It had been a long night.

The glow of the markings, the voice of the old man echoing "You are the key," and the sudden shifts in time left us with more questions than answers. We returned to the cottage at dawn, our faces pale from the cold and something deeper—like we'd stared too long into the unknown.

No one said it out loud, but we were all thinking it.

Maybe it was time to step back.

I remember Bobby rubbing his temples while Ambrose absentmindedly traced patterns on the fogged-up window. Jacob just stared at his phone, calculating how far behind he was on work and messages. And me? I just kept replaying the duplicate version of myself over and over again in my mind.

That's when I spoke up. "Guys… maybe we should take a break.
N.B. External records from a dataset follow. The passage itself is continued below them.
//! Prometheus metrics exporter for the server.

use metrics::describe_counter;
use metrics_exporter_prometheus::{BuildError, PrometheusBuilder};
use std::net::SocketAddr;

/// Registers metric descriptions and starts the Prometheus scrape endpoint.
///
/// # Errors
///
/// Returns a [`BuildError`] when the exporter cannot be installed (for
/// example, a recorder is already registered in the same process).
pub fn install(addr: SocketAddr) -> Result<(), BuildError> {
    describe_counter!(
        "trotro_reservations_created_total",
        "Reservations accepted into the ledger"
    );
    describe_counter!(
        "trotro_reservation_conflicts_total",
        "Reserve calls rejected with a seat/segment conflict"
    );
    describe_counter!(
        "trotro_auto_boardings_total",
        "Boardings confirmed by geofence corroboration"
    );
    describe_counter!(
        "trotro_dropoffs_completed_total",
        "Drop-offs completed by stop arrival"
    );
    describe_counter!(
        "trotro_boardings_missed_total",
        "Reservations flagged missed at their boarding stop"
    );
    describe_counter!(
        "trotro_manual_overrides_total",
        "Driver-confirmed boardings and drop-offs"
    );
    describe_counter!(
        "trotro_stale_location_dropped_total",
        "Out-of-order location fixes dropped"
    );
    describe_counter!(
        "trotro_events_published_total",
        "Engine events published to subscribers"
    );

    PrometheusBuilder::new().with_http_listener(addr).install()?;
    tracing::info!(%addr, "metrics exporter listening");
    Ok(())
}
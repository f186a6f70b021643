//! Injected dependencies shared by the engine's components.
//!
//! External capabilities are abstracted behind traits so reducers and tests
//! can run against deterministic implementations.

use chrono::{DateTime, Utc};

/// Clock trait - abstracts time operations for testability.
pub trait Clock: Send + Sync {
    /// Get the current time
    fn now(&self) -> DateTime<Utc>;
}

/// Production clock backed by the system time.
#[derive(Clone, Copy, Debug, Default)]
pub struct SystemClock;

impl Clock for SystemClock {
    fn now(&self) -> DateTime<Utc> {
        Utc::now()
    }
}
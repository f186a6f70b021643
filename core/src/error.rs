//! Error taxonomy for the engine's service boundary.
//!
//! Every variant maps to a distinct caller-facing condition so the layer in
//! front of the engine can present an accurate message: "seat unavailable
//! for this segment" is not "seat does not exist" is not "trip not found".
//! Location-processing problems (stale pings, unmatched geofence events) are
//! deliberately absent; they are logged and metered, never surfaced, since
//! location ingest has no synchronous caller.

use crate::reservation::ReservationStatus;
use crate::segment::Segment;
use crate::types::{ReservationId, SeatNumber, StopId, TripId};
use thiserror::Error;

/// Errors returned by the engine's reservation, availability and override
/// operations.
#[derive(Error, Debug, Clone, PartialEq, Eq)]
pub enum EngineError {
    /// The trip id is not registered with the engine.
    #[error("trip {0} not found")]
    TripNotFound(TripId),

    /// A trip with this id is already registered; trips are immutable.
    #[error("trip {0} is already registered")]
    TripExists(TripId),

    /// The trip definition itself is unusable (too few stops, no seats,
    /// duplicate stop ids).
    #[error("invalid trip definition: {0}")]
    InvalidTrip(String),

    /// The stop id is not part of the trip's route.
    #[error("stop {0} is not part of the trip")]
    UnknownStop(StopId),

    /// The seat is not part of the trip's inventory.
    #[error("seat {seat} does not exist on trip {trip_id}")]
    UnknownSeat {
        /// Trip queried
        trip_id: TripId,
        /// Seat that does not exist
        seat: SeatNumber,
    },

    /// The (boarding, drop-off) pair does not form a forward interval on the
    /// route.
    #[error("invalid segment: {reason}")]
    InvalidSegment {
        /// Why the interval is unusable
        reason: String,
    },

    /// The seat already holds a blocking reservation overlapping the
    /// requested segment. Expected under concurrent demand; the caller must
    /// pick another seat or segment, since the engine never queues or retries.
    #[error("seat {seat} already holds a reservation overlapping segment {segment}")]
    SeatSegmentConflict {
        /// Contested seat
        seat: SeatNumber,
        /// Requested segment
        segment: Segment,
    },

    /// No reservation with this id exists.
    #[error("reservation {0} not found")]
    ReservationNotFound(ReservationId),

    /// Cancellation was requested for a reservation that already reached a
    /// terminal state.
    #[error("reservation {id} can no longer be cancelled (status: {status})")]
    NotCancellable {
        /// Reservation the caller tried to cancel
        id: ReservationId,
        /// Its current status
        status: ReservationStatus,
    },

    /// A status transition was requested that the state machine does not
    /// permit; the caller is out of sync with the reservation's state.
    #[error("reservation {id} cannot move from {from} to {to}")]
    InvalidTransition {
        /// Reservation involved
        id: ReservationId,
        /// Current status
        from: ReservationStatus,
        /// Requested status
        to: ReservationStatus,
    },
}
Regroup later. Before we lose ourselves in this."

The silence that followed wasn't disagreement—it was exhaustion. Agreement without energy.

Jacob was the first to respond, "Thank God. I've got a wife who thinks I've joined a cult."

Ambrose cracked a half-hearted smile. "And my mom keeps texting me about wedding proposals. Being in a haunted forest sounds better than that."

Bobby was quiet. He didn't say no. But he didn't say yes either. That told me more than enough—he wasn't ready to leave. Not really.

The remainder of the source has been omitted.